“Şu görünen umumî âlemde her insanın hususî bir âlemi vardır. Bu hususî âlemler, umumî âlemin aynıdır. Yalnız umumî âlemin merkezi şemstir. Hususî âlemlerin merkezi ise şahıstır. Her hususî âlemin anahtarları o âlemin sâhibinde olup letâifiyle bağlıdır. O şahsî âlemlerin safveti, hüsnü ve kubhu, ziyası ve zulmeti, merkezleri olan eşhasa tâbidir.”1
Güneş dünyamıza ve diğer gezegenlere ışık saçar, bu ışıktan sadece insana düşen hisseyi sayarsak en barizi gözümüzü aydınlatan, yürüyüş ve hareketimize yarar sağlayan ve çevremizi karanlıktan kurtaran bir kısmıdır. Atmosfer bütün canlıların imdadına koşarken insanlara düşen sadece nefestir. Keza yer küremiz bütün canlıları taşımasına rağmen sadece insana düşen pay ayağını bastığı veya mekân edindiği yer kadardır. Bu saydığımız nimetler hususî dünyamızı ve hayat şartlarımızı şekillendiriyor. Kimi zaman hüzün ve matemle; kimi zaman hüsün ve sürurla…
Bediüzzaman Hazretleri konu ile alâkalı şöyle diyor:
“Gayet meyus ve matemli olarak ağlayan bir insan, mevcudatı ağlar ve meyus suretinde görür.

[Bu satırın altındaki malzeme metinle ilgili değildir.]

//! HTTP client for the transit authority's open-data CSV exports.

use reqwest::header::{HeaderMap, HeaderValue, USER_AGENT};
use tracing::{debug, info};

use super::error::SourceError;

/// Default URL of the lines-and-stations export.
const DEFAULT_STATIONS_URL: &str = "https://opendata.mtr.com.hk/data/mtr_lines_and_stations.csv";

/// Default URL of the pairwise fares export.
const DEFAULT_FARES_URL: &str = "https://opendata.mtr.com.hk/data/mtr_lines_fares.csv";

const DEFAULT_USER_AGENT: &str = concat!("fare-server/", env!("CARGO_PKG_VERSION"));

/// Configuration for the source client.
#[derive(Debug, Clone)]
pub struct SourceClientConfig {
    /// URL of the stations CSV
    pub stations_url: String,
    /// URL of the fares CSV
    pub fares_url: String,
    /// Request timeout in seconds
    pub timeout_secs: u64,
    /// User-Agent sent with every request
    pub user_agent: String,
}

impl SourceClientConfig {
    /// Create a config pointing at the given exports.
    pub fn new(stations_url: impl Into<String>, fares_url: impl Into<String>) -> Self {
        Self {
            stations_url: stations_url.into(),
            fares_url: fares_url.into(),
            timeout_secs: 30,
            user_agent: DEFAULT_USER_AGENT.to_string(),
        }
    }

    /// Set a custom request timeout.
    pub fn with_timeout_secs(mut self, timeout_secs: u64) -> Self {
        self.timeout_secs = timeout_secs;
        self
    }
}

impl Default for SourceClientConfig {
    fn default() -> Self {
        Self::new(DEFAULT_STATIONS_URL, DEFAULT_FARES_URL)
    }
}

/// Client that downloads the raw station and fare exports.
#[derive(Debug, Clone)]
pub struct SourceClient {
    http: reqwest::Client,
    stations_url: String,
    fares_url: String,
}

impl SourceClient {
    /// Create a new source client.
    pub fn new(config: SourceClientConfig) -> Result<Self, SourceError> {
        let mut headers = HeaderMap::new();
        let user_agent =
            HeaderValue::from_str(&config.user_agent).map_err(|_| SourceError::Config {
                message: format!("invalid user agent: {:?}", config.user_agent),
            })?;
        headers.insert(USER_AGENT, user_agent);

        let http = reqwest::Client::builder()
            .default_headers(headers)
            .timeout(std::time::Duration::from_secs(config.timeout_secs))
            .build()?;

        Ok(Self {
            http,
            stations_url: config.stations_url,
            fares_url: config.fares_url,
        })
    }

    /// Fetch the raw stations CSV.
    pub async fn fetch_stations(&self) -> Result<String, SourceError> {
        info!(url = %self.stations_url, "fetching stations CSV");
        self.fetch_text(&self.stations_url).await
    }

    /// Fetch the raw fares CSV.
    pub async fn fetch_fares(&self) -> Result<String, SourceError> {
        info!(url = %self.fares_url, "fetching fares CSV");
        self.fetch_text(&self.fares_url).await
    }

    async fn fetch_text(&self, url: &str) -> Result<String, SourceError> {
        let response = self.http.get(url).send().await?;
        let status = response.status();

        if !status.is_success() {
            let body = response.text().await.unwrap_or_default();
            return Err(SourceError::Api {
                url: url.to_string(),
                status: status.as_u16(),
                message: if body.is_empty() {
                    status.canonical_reason().unwrap_or("").to_string()
                } else {
                    body
                },
            });
        }

        let body = response.text().await?;
        debug!(url, bytes = body.len(), "fetched source");
        Ok(body)
    }
}

#[cfg(test)]
mod tests {
    use super::*;

    #[test]
    fn config_defaults() {
        let config = SourceClientConfig::default();
        assert_eq!(config.stations_url, DEFAULT_STATIONS_URL);
        assert_eq!(config.fares_url, DEFAULT_FARES_URL);
        assert_eq!(config.timeout_secs, 30);
        assert!(config.user_agent.starts_with("fare-server/"));
    }

    #[test]
    fn config_with_custom_urls() {
        let config =
            SourceClientConfig::new("http://localhost:8080/s.csv", "http://localhost:8080/f.csv")
                .with_timeout_secs(5);
        assert_eq!(config.stations_url, "http://localhost:8080/s.csv");
        assert_eq!(config.fares_url, "http://localhost:8080/f.csv");
        assert_eq!(config.timeout_secs, 5);
    }

    #[test]
    fn rejects_invalid_user_agent() {
        let mut config = SourceClientConfig::default();
        config.user_agent = "bad\nagent".to_string();
        assert!(matches!(
            SourceClient::new(config),
            Err(SourceError::Config { .. })
        ));
    }
}
//! Lookup engine configuration.

/// Configuration for station search.
#[derive(Debug, Clone, PartialEq, Eq)]
pub struct LookupConfig {
    /// Maximum number of stations returned by a search.
    pub max_results: usize,
}

impl LookupConfig {
    pub fn new(max_results: usize) -> Self {
        Self { max_results }
    }
}

impl Default for LookupConfig {
    fn default() -> Self {
        Self { max_results: 5 }
    }
}
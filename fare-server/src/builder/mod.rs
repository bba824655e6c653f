//! Dataset builder.
//!
//! Turns the raw station and fare CSV exports into a [`Dataset`]:
//!
//! 1. Header aliases are resolved and every row is read into a typed row.
//!    Rows without a usable id are dropped, never fatal.
//! 2. Station rows are grouped by id into one [`Station`](crate::domain::Station)
//!    each, with the union of their line codes.
//! 3. Fare rows are captured as-is into a two-level table. Direction folding
//!    happens in the lookup engine, not here.

mod config;
mod error;
mod fares;
mod rows;
mod stations;

use tracing::info;

use crate::dataset::Dataset;
use crate::source::SourceClient;

pub use config::{BuilderConfig, FareAliases, StationAliases};
pub use error::BuildError;
pub use fares::{FareStats, normalize_fares};
pub use rows::{FareRow, RowStats, StationRow, read_fare_rows, read_station_rows};
pub use stations::{StationStats, normalize_stations};

/// Summary of a build run.
#[derive(Debug, Clone, Copy, Default, PartialEq, Eq)]
pub struct BuildReport {
    pub station_rows: RowStats,
    pub stations: StationStats,
    /// Stations in the output.
    pub station_count: usize,
    pub fare_rows: RowStats,
    pub fares: FareStats,
}

/// Build a dataset from the raw CSV texts.
///
/// Fails only when a required column is missing or the header row is
/// unreadable; malformed data rows are dropped and counted.
pub fn load(
    stations_csv: &str,
    fares_csv: &str,
    config: &BuilderConfig,
) -> Result<(Dataset, BuildReport), BuildError> {
    let (station_rows, station_row_stats) = read_station_rows(stations_csv, &config.stations)?;
    let (fare_rows, fare_row_stats) = read_fare_rows(fares_csv, &config.fares)?;

    let (stations, station_stats) = normalize_stations(station_rows, &config.excluded_lines);
    let (fares, fare_stats) = normalize_fares(fare_rows);

    let report = BuildReport {
        station_rows: station_row_stats,
        stations: station_stats,
        station_count: stations.len(),
        fare_rows: fare_row_stats,
        fares: fare_stats,
    };

    info!(
        stations = report.station_count,
        station_rows = report.station_rows.read,
        dropped_station_rows = report.station_rows.dropped,
        excluded_rows = report.stations.excluded_rows,
        name_conflicts = report.stations.name_conflicts,
        fare_entries = report.fares.entries,
        unknown_fares = report.fares.unknown,
        dropped_fare_rows = report.fare_rows.dropped,
        "normalized dataset"
    );

    Ok((Dataset { stations, fares }, report))
}

/// Fetch both exports concurrently and build a dataset.
///
/// Either fetch failing aborts the whole build before anything is parsed.
pub async fn build(
    client: &SourceClient,
    config: &BuilderConfig,
) -> Result<(Dataset, BuildReport), BuildError> {
    let (stations_csv, fares_csv) =
        futures::try_join!(client.fetch_stations(), client.fetch_fares())?;
    load(&stations_csv, &fares_csv, config)
}
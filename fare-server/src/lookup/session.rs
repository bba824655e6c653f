//! Two-endpoint selection flow for an interactive fare query.

use super::engine::LookupEngine;
use crate::domain::{FareResult, StationId};

/// Which end of the journey a selection sets.
#[derive(Debug, Clone, Copy, PartialEq, Eq)]
pub enum Endpoint {
    From,
    To,
}

/// Where a session is in the selection flow.
#[derive(Debug, Clone, Copy, PartialEq, Eq)]
pub enum SessionState {
    /// Nothing selected.
    Empty,
    /// Exactly one endpoint selected.
    OneSelected,
    /// Both endpoints selected and the fare resolved.
    Resolved,
}

/// Selection state for one user: origin, destination and the resolved fare.
///
/// The fare is resolved as soon as both endpoints are known, and re-resolved
/// whenever either endpoint changes.
#[derive(Debug, Clone)]
pub struct Session<'e> {
    engine: &'e LookupEngine,
    from: Option<StationId>,
    to: Option<StationId>,
    fare: Option<FareResult>,
}

impl<'e> Session<'e> {
    pub fn new(engine: &'e LookupEngine) -> Self {
        Self {
            engine,
            from: None,
            to: None,
            fare: None,
        }
    }

    /// Select a station for one endpoint.
    ///
    /// Returns the resolved fare once both endpoints are set.
    pub fn select(&mut self, endpoint: Endpoint, id: StationId) -> Option<FareResult> {
        match endpoint {
            Endpoint::From => self.from = Some(id),
            Endpoint::To => self.to = Some(id),
        }

        self.fare = match (self.from, self.to) {
            (Some(from), Some(to)) => Some(self.engine.resolve_fare(from, to)),
            _ => None,
        };
        self.fare
    }

    /// Clear both endpoints and the fare.
    pub fn reset(&mut self) {
        self.from = None;
        self.to = None;
        self.fare = None;
    }

    pub fn state(&self) -> SessionState {
        match (self.from, self.to) {
            (None, None) => SessionState::Empty,
            (Some(_), Some(_)) => SessionState::Resolved,
            _ => SessionState::OneSelected,
        }
    }

    pub fn from(&self) -> Option<StationId> {
        self.from
    }

    pub fn to(&self) -> Option<StationId> {
        self.to
    }

    /// The resolved fare, once both endpoints are selected.
    pub fn fare(&self) -> Option<FareResult> {
        self.fare
    }
}
//! Application state for the web layer.

use std::sync::Arc;

use crate::lookup::LookupEngine;

/// Shared application state.
///
/// The engine is immutable, so handlers share it without locking.
#[derive(Clone)]
pub struct AppState {
    /// Loaded station and fare data
    pub engine: Arc<LookupEngine>,
}

impl AppState {
    /// Create a new app state.
    pub fn new(engine: LookupEngine) -> Self {
        Self {
            engine: Arc::new(engine),
        }
    }
}
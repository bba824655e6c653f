//! Domain types for the fare finder.
//!
//! Validated values shared by the dataset builder and the lookup engine.
//! All types enforce their invariants at construction time, so code that
//! receives them can trust their validity.

mod fare;
mod station;

pub use fare::{Fare, FarePair, FareResult};
pub use station::{InvalidStationId, LineCode, Station, StationId};
//! Lookup engine.
//!
//! Holds the loaded dataset in memory and answers two queries:
//! ranked station search by partial name, and the fare between two
//! stations. Fares are folded into a symmetric table at load time so the
//! query direction never matters.

mod config;
mod engine;
mod fares;
mod index;
mod session;


pub use config::LookupConfig;
pub use engine::{LookupEngine, StationMatch};
pub use fares::{FoldStats, SymmetricFares};
pub use index::{IndexEntry, SearchIndex};
pub use session::{Endpoint, Session, SessionState};
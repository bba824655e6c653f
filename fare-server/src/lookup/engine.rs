//! The lookup engine: station search and fare resolution.

use std::collections::HashMap;

use tracing::info;

use super::config::LookupConfig;
use super::fares::{FoldStats, SymmetricFares};
use super::index::SearchIndex;
use crate::dataset::{Dataset, FareTable};
use crate::domain::{FarePair, FareResult, Station, StationId};

/// A search hit with its precomputed display data.
#[derive(Debug, Clone, Copy, PartialEq, Eq)]
pub struct StationMatch<'a> {
    pub station: &'a Station,
    pub label: &'a str,
    pub badges: &'a [String],
}

/// In-memory station and fare data, immutable once constructed.
///
/// Queries are pure functions of the loaded data, so one engine can be
/// shared across threads behind an `Arc` without locking.
#[derive(Debug, Clone)]
pub struct LookupEngine {
    stations: Vec<Station>,
    positions: HashMap<StationId, usize>,
    index: SearchIndex,
    fares: SymmetricFares,
    config: LookupConfig,
}

impl LookupEngine {
    /// Build an engine from a station list and a directed fare table.
    ///
    /// Stations are kept in the given order, which is the order search
    /// results come back in. The fare table is folded so both query
    /// directions resolve to the same entry.
    pub fn new(stations: Vec<Station>, fares: &FareTable, config: LookupConfig) -> Self {
        let positions = stations
            .iter()
            .enumerate()
            .map(|(i, s)| (s.id, i))
            .collect();
        let index = SearchIndex::build(&stations);
        let (fares, fold_stats) = SymmetricFares::fold(fares);

        log_loaded(stations.len(), fares.len(), fold_stats);

        Self {
            stations,
            positions,
            index,
            fares,
            config,
        }
    }

    /// Build an engine from a loaded dataset.
    pub fn from_dataset(dataset: Dataset, config: LookupConfig) -> Self {
        Self::new(dataset.stations, &dataset.fares, config)
    }

    /// Stations whose names contain `query`, case-insensitively.
    ///
    /// A blank query matches nothing. Results are in dataset order, truncated
    /// to the configured maximum.
    pub fn search(&self, query: &str) -> Vec<&Station> {
        self.search_matches(query)
            .into_iter()
            .map(|m| m.station)
            .collect()
    }

    /// Like [`search`](Self::search), with each hit's label and line badges.
    pub fn search_matches(&self, query: &str) -> Vec<StationMatch<'_>> {
        let needle = query.trim().to_lowercase();
        if needle.is_empty() {
            return Vec::new();
        }

        self.index
            .matching(&needle)
            .take(self.config.max_results)
            .filter_map(|i| self.match_at(i))
            .collect()
    }

    /// A loaded station with its precomputed display data.
    pub fn station_match(&self, id: StationId) -> Option<StationMatch<'_>> {
        self.positions.get(&id).and_then(|&i| self.match_at(i))
    }

    fn match_at(&self, position: usize) -> Option<StationMatch<'_>> {
        let entry = self.index.get(position)?;
        Some(StationMatch {
            station: self.stations.get(position)?,
            label: &entry.label,
            badges: &entry.badges,
        })
    }

    /// Resolve the fare between two stations, in either order.
    ///
    /// The same station twice, or a station that is not loaded, is
    /// [`FareResult::NotApplicable`].
    pub fn resolve_fare(&self, a: StationId, b: StationId) -> FareResult {
        let Some(pair) = FarePair::new(a, b) else {
            return FareResult::NotApplicable;
        };
        if !self.contains(a) || !self.contains(b) {
            return FareResult::NotApplicable;
        }

        match self.fares.get(pair) {
            None => FareResult::NotFound,
            Some(None) => FareResult::Unknown,
            Some(Some(fare)) => FareResult::Found(fare),
        }
    }

    /// Resolve a fare from raw id text, as received from a client.
    ///
    /// Ids that do not parse are [`FareResult::NotApplicable`].
    pub fn resolve_fare_str(&self, a: &str, b: &str) -> FareResult {
        match (StationId::parse(a), StationId::parse(b)) {
            (Ok(a), Ok(b)) => self.resolve_fare(a, b),
            _ => FareResult::NotApplicable,
        }
    }

    pub(crate) fn contains(&self, id: StationId) -> bool {
        self.positions.contains_key(&id)
    }
}

fn log_loaded(stations: usize, pairs: usize, stats: FoldStats) {
    info!(
        stations,
        fare_pairs = pairs,
        skipped_fare_entries = stats.skipped,
        direction_conflicts = stats.conflicts,
        "lookup engine loaded"
    );
}
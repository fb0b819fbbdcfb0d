//! QuickShare CLI
//!
//! Publish the active note to a GitHub gist and manage publishing settings.

use clap::{ArgAction, Parser, Subcommand};
use std::path::PathBuf;
use std::process::ExitCode;

use quickshare_note::app::AppSettings;
use quickshare_note::app::infrastructure::logging;

mod commands;

#[derive(Debug, Parser)]
#[command(name = "quickshare", version)]
#[command(about = "Publish a markdown note to a GitHub gist", long_about = None)]
struct Cli {
    /// Increase log verbosity (-v info, -vv debug)
    #[arg(short, long, action = ArgAction::Count, global = true)]
    verbose: u8,

    /// Settings file (default: <config dir>/quickshare-note/settings.json)
    #[arg(long, global = true, value_name = "FILE")]
    config: Option<PathBuf>,

    #[command(subcommand)]
    command: Commands,
}

#[derive(Debug, Subcommand)]
enum Commands {
    /// Publish a note to a GitHub gist
    Publish(commands::publish::PublishArgs),
    /// Show or change publishing settings
    Settings(commands::settings::SettingsArgs),
}

fn main() -> ExitCode {
    let cli = Cli::parse();
    logging::init(cli.verbose);

    let settings_path = cli.config.unwrap_or_else(AppSettings::get_config_path);

    let result = match cli.command {
        Commands::Publish(args) => commands::publish::execute(args, &settings_path),
        Commands::Settings(args) => commands::settings::execute(args, &settings_path),
    };

    match result {
        Ok(code) => code,
        Err(e) => {
            eprintln!("Error: {}", e);
            ExitCode::FAILURE
        }
    }
}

Gayet sürurlu ve neşeli müjdeli ve kemâl-i neşesinden gülen bir adam, kâinatı neşeli, güler gördüğü gibi….”2
Asrın müceddidi, insanı kâinat ile alâkadar ederek, insan üzülünce kâinatta üzülür, neşelenince içinde bulunduğu dünyası da neşelenir. Hatta insan ibadet ettiği zaman insanla birlikte kâinat da ibadet eder ve manen bu ibadetten hissedar olur. İnsan günah işlediğinde ise kâinat manen üzülür. Kâinat bütün zerreleriyle birlikte müşahede ettiği günahları film şeridi gibi kayda alır, haşir meydanında insanın önüne sergiler. ”Haşir meydanı da bir harmandır, kâinatın başak ve semeresi olan benî âdemi intizar etmektedir”3
Başka bir örnekle konuya şöyle bir açıklık getirmiş Bediüzzaman: “Evet, ayinede irtisam eden bir bahçe; hareket, tegayyür ve sâir ahvâlinde âyineye tâbi olduğu gibi, her şahsın âlemi de merkezi olan o şahsa tâbidir. Gölge ve misal gibi…”4
Dünyanın, kalp ve ruha yön vermesi “Güneş ve ayna” misaliyle açıklanıyor. Aynamızı bahçemize tuttuğumuzda bahçemiz o aynanın alabileceği kadar ışık alıyor. Eğer ayna kirli ise bahçemizin ışığı da soluk görünür. Nasıl ki gölge bedenimize tabi ise, hususî dünyamız da kalbimize tabidir.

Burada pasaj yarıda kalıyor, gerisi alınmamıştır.